Harvard Professor and former IMF chief economist Kenneth Rogoff talks about a subject we have pondered many times. Bloomberg:
China’s economic growth will plunge to as low as 2 percent following the collapse of a “debt-fueled bubble” within 10 years, sparking a regional recession…“You’re not going to go a decade without having a bump in the business cycle,” Rogoff, former chief economist at the International Monetary Fund, said in an interview in Tokyo yesterday.
“We would learn just how important China is when that happens.

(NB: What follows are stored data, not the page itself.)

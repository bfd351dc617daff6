//! VM template model - base images a batch's lab VMs are built from

use chrono::{DateTime, Utc};
use serde::{Deserialize, Serialize};

/// A registered VM template
#[derive(Debug, Clone, PartialEq, Serialize, Deserialize)]
pub struct VmTemplate {
    /// Unique identifier
    pub id: String,
    /// Human-readable name
    pub name: String,
    /// Operating system image
    pub os: String,
    pub description: Option<String>,
    pub created_at: DateTime<Utc>,
}

impl VmTemplate {
    pub fn new(name: impl Into<String>, os: impl Into<String>) -> Self {
        Self {
            id: format!("tmpl-{}", uuid::Uuid::new_v4()),
            name: name.into(),
            os: os.into(),
            description: None,
            created_at: Utc::now(),
        }
    }

    pub fn with_description(mut self, desc: impl Into<String>) -> Self {
        self.description = Some(desc.into());
        self
    }
}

It would cause a recession everywhere surrounding” the country, including Japan and South Korea, and be “horrible” for Latin American commodity exporters, he said…“Their response to the latest financial crisis clearly raised the risk that they have a debt-fueled bubble in the economy,” said Rogoff, who in 2008 predicted the failure of big American banks.
While Rogoff said he isn’t sure what will cause China’s bubble to pop, he said land is “the best bet” as it is “the most common source” of crises. Real estate values in Shanghai and Beijing have “taken a departure from reality,” said the economist, co-author of “This Time is Different,” a 2009 book that charts the history of financial calamities in 66 countries.
A collapse would depress output gains to 2 to 3 percent, a “very painful” period which would persist for about a year and a half, Rogoff said. The slowdown won’t lead to a Japan-like “lost decade,” he added. In a speech earlier yesterday, he said China will do “very well this century.” China, the world’s fastest-growing major economy, expanded 10.7 percent from a year earlier last quarter. The World Bank forecasts a 9 percent expansion in 2010.
China may provide more than a third of global growth in this year, according to Nomura Holdings Inc., Japan’s biggest broker. The country’s policy makers aim for a minimum of 8 percent growth annually to create jobs and avoid social unrest. The global financial crisis left 20 million Chinese migrant laborers unemployed and more than 7 million college graduates seeking work
We’ve long wondered when and if China’s cooked books and bad loans would spark a day of reckoning. Logic suggests it has to happen sometime, but it’s hard to imagine it in a country this focused and hard working.